* [Aim of the task] Please print the data that follows, keeping every line exact.

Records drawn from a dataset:
########################################
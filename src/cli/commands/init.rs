//! `plm init` command - Initialize a new PLM workspace

use console::style;
use miette::{IntoDiagnostic, Result};
use std::path::Path;

use crate::cli::GlobalOpts;
use crate::core::loader;
use crate::core::project::{Project, ProjectError};
use crate::entities::defaults::sample_dossier;

#[derive(clap::Args, Debug)]
pub struct InitArgs {
    /// Directory to initialize (default: current directory)
    #[arg(default_value = ".")]
    pub path: std::path::PathBuf,

    /// Force initialization even if .plm/ already exists
    #[arg(long)]
    pub force: bool,

    /// Seed the workspace with the sample style (SS25 Crew Tee)
    #[arg(long)]
    pub sample: bool,
}

pub fn run(args: InitArgs, global: &GlobalOpts) -> Result<()> {
    let path = if args.path.as_os_str() == "." {
        std::env::current_dir().into_diagnostic()?
    } else {
        args.path.clone()
    };

    if !path.exists() {
        std::fs::create_dir_all(&path).into_diagnostic()?;
        if !global.quiet {
            println!(
                "{} Created directory {}",
                style("✓").green(),
                style(path.display()).cyan()
            );
        }
    }

    let project = if args.force {
        Project::init_force(&path)
    } else {
        Project::init(&path)
    };

    let project = match project {
        Ok(project) => project,
        Err(ProjectError::AlreadyExists(path)) => {
            println!(
                "{} PLM workspace already exists at {}",
                style("!").yellow(),
                style(path.display()).cyan()
            );
            println!();
            println!("Use {} to reinitialize", style("plm init --force").yellow());
            return Ok(());
        }
        Err(e) => return Err(miette::miette!("{}", e)),
    };

    if args.sample {
        seed_sample(&project, args.force, global.quiet)?;
    }

    if global.quiet {
        return Ok(());
    }

    println!(
        "{} Initialized PLM workspace at {}",
        style("✓").green(),
        style(project.root().display()).cyan()
    );
    println!();
    println!("Created workspace structure:");
    print_structure(project.root());
    println!();
    println!("Next steps:");
    if args.sample {
        println!("  {} Show the sample cost breakdown", style("plm cost").yellow());
        println!("  {} Show the style dashboard", style("plm status").yellow());
    } else {
        println!(
            "  {} Create your first style",
            style("plm style new FW25-TEE-001 --title \"FW25 Tee\"").yellow()
        );
        println!("  {} Add a fabric line", style("plm bom add --type Fabric ...").yellow());
    }
    Ok(())
}

fn seed_sample(project: &Project, overwrite: bool, quiet: bool) -> Result<()> {
    let dossier = sample_dossier();
    let path = project.style_path(dossier.id());

    if path.exists() && !overwrite {
        if !quiet {
            println!(
                "{} Sample style already present, leaving it unchanged",
                style("!").yellow()
            );
        }
        return Ok(());
    }

    loader::save(project, &dossier)?;
    if !quiet {
        println!(
            "{} Added sample style {}",
            style("✓").green(),
            style(dossier.id()).cyan()
        );
    }
    Ok(())
}

fn print_structure(root: &Path) {
    let dirs = [
        (".plm/", "Workspace configuration"),
        (".plm/config.yaml", "Settings (author, default style, currency)"),
        ("styles/", "One <STYLE-ID>.plm.yaml file per style"),
    ];

    for (dir, desc) in dirs {
        let exists = root.join(dir.trim_end_matches('/')).exists();
        let marker = if exists {
            style("✓").green()
        } else {
            style("·").dim()
        };
        println!("  {} {:<20} {}", marker, dir, style(desc).dim());
    }
}

#[cfg(test)]
mod tests {
    use super::*;
    use crate::cli::OutputFormat;

    fn quiet() -> GlobalOpts {
        GlobalOpts {
            format: OutputFormat::Auto,
            quiet: true,
            verbose: false,
            project: None,
            style: None,
        }
    }

    #[test]
    fn test_init_with_sample_writes_style() {
        let tmp = tempfile::tempdir().unwrap();
        let args = InitArgs {
            path: tmp.path().join("ws"),
            force: false,
            sample: true,
        };
        run(args, &quiet()).unwrap();

        let project = Project::discover_from(&tmp.path().join("ws")).unwrap();
        let styles = loader::load_all(&project);
        assert_eq!(styles.len(), 1);
        assert_eq!(styles[0].style.title, "SS25 Crew Tee");
    }

    #[test]
    fn test_init_twice_keeps_existing_workspace() {
        let tmp = tempfile::tempdir().unwrap();
        let args = || InitArgs {
            path: tmp.path().to_path_buf(),
            force: false,
            sample: false,
        };
        run(args(), &quiet()).unwrap();
        assert!(run(args(), &quiet()).is_ok());
    }
}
########################################
* [Result]
filename src/cli/commands/init.rs
//! `plm init` command - Initialize a new PLM workspace

use console::style;
use miette::{IntoDiagnostic, Result};
use std::path::Path;

use crate::cli::GlobalOpts;
use crate::core::loader;
use crate::core::project::{Project, ProjectError};
use crate::entities::defaults::sample_dossier;

#[derive(clap::Args, Debug)]
pub struct InitArgs {
    /// Directory to initialize (default: current directory)
    #[arg(default_value = ".")]
    pub path: std::path::PathBuf,

    /// Force initialization even if .plm/ already exists
    #[arg(long)]
    pub force: bool,

    /// Seed the workspace with the sample style (SS25 Crew Tee)
    #[arg(long)]
    pub sample: bool,
}

pub fn run(args: InitArgs, global: &GlobalOpts) -> Result<()> {
    let path = if args.path.as_os_str() == "." {
        std::env::current_dir().into_diagnostic()?
    } else {
        args.path.clone()
    };

    if !path.exists() {
        std::fs::create_dir_all(&path).into_diagnostic()?;
        if !global.quiet {
            println!(
                "{} Created directory {}",
                style("✓").green(),
                style(path.display()).cyan()
            );
        }
    }

    let project = if args.force {
        Project::init_force(&path)
    } else {
        Project::init(&path)
    };

    let project = match project {
        Ok(project) => project,
        Err(ProjectError::AlreadyExists(path)) => {
            println!(
                "{} PLM workspace already exists at {}",
                style("!").yellow(),
                style(path.display()).cyan()
            );
            println!();
            println!("Use {} to reinitialize", style("plm init --force").yellow());
            return Ok(());
        }
        Err(e) => return Err(miette::miette!("{}", e)),
    };

    if args.sample {
        seed_sample(&project, args.force, global.quiet)?;
    }

    if global.quiet {
        return Ok(());
    }

    println!(
        "{} Initialized PLM workspace at {}",
        style("✓").green(),
        style(project.root().display()).cyan()
    );
    println!();
    println!("Created workspace structure:");
    print_structure(project.root());
    println!();
    println!("Next steps:");
    if args.sample {
        println!("  {} Show the sample cost breakdown", style("plm cost").yellow());
        println!("  {} Show the style dashboard", style("plm status").yellow());
    } else {
        println!(
            "  {} Create your first style",
            style("plm style new FW25-TEE-001 --title \"FW25 Tee\"").yellow()
        );
        println!("  {} Add a fabric line", style("plm bom add --type Fabric ...").yellow());
    }
    Ok(())
}

fn seed_sample(project: &Project, overwrite: bool, quiet: bool) -> Result<()> {
    let dossier = sample_dossier();
    let path = project.style_path(dossier.id());

    if path.exists() && !overwrite {
        if !quiet {
            println!(
                "{} Sample style already present, leaving it unchanged",
                style("!").yellow()
            );
        }
        return Ok(());
    }

    loader::save(project, &dossier)?;
    if !quiet {
        println!(
            "{} Added sample style {}",
            style("✓").green(),
            style(dossier.id()).cyan()
        );
    }
    Ok(())
}

fn print_structure(root: &Path) {
    let dirs = [
        (".plm/", "Workspace configuration"),
        (".plm/config.yaml", "Settings (author, default style, currency)"),
        ("styles/", "One <STYLE-ID>.plm.yaml file per style"),
    ];

    for (dir, desc) in dirs {
        let exists = root.join(dir.trim_end_matches('/')).exists();
        let marker = if exists {
            style("✓").green()
        } else {
            style("·").dim()
        };
        println!("  {} {:<20} {}", marker, dir, style(desc).dim());
    }
}

#[cfg(test)]
mod tests {
    use super::*;
    use crate::cli::OutputFormat;

    fn quiet() -> GlobalOpts {
        GlobalOpts {
            format: OutputFormat::Auto,
            quiet: true,
            verbose: false,
            project: None,
            style: None,
        }
    }

    #[test]
    fn test_init_with_sample_writes_style() {
        let tmp = tempfile::tempdir().unwrap();
        let args = InitArgs {
            path: tmp.path().join("ws"),
            force: false,
            sample: true,
        };
        run(args, &quiet()).unwrap();

        let project = Project::discover_from(&tmp.path().join("ws")).unwrap();
        let styles = loader::load_all(&project);
        assert_eq!(styles.len(), 1);
        assert_eq!(styles[0].style.title, "SS25 Crew Tee");
    }

    #[test]
    fn test_init_twice_keeps_existing_workspace() {
        let tmp = tempfile::tempdir().unwrap();
        let args = || InitArgs {
            path: tmp.path().to_path_buf(),
            force: false,
            sample: false,
        };
        run(args(), &quiet()).unwrap();
        assert!(run(args(), &quiet()).is_ok());
    }
}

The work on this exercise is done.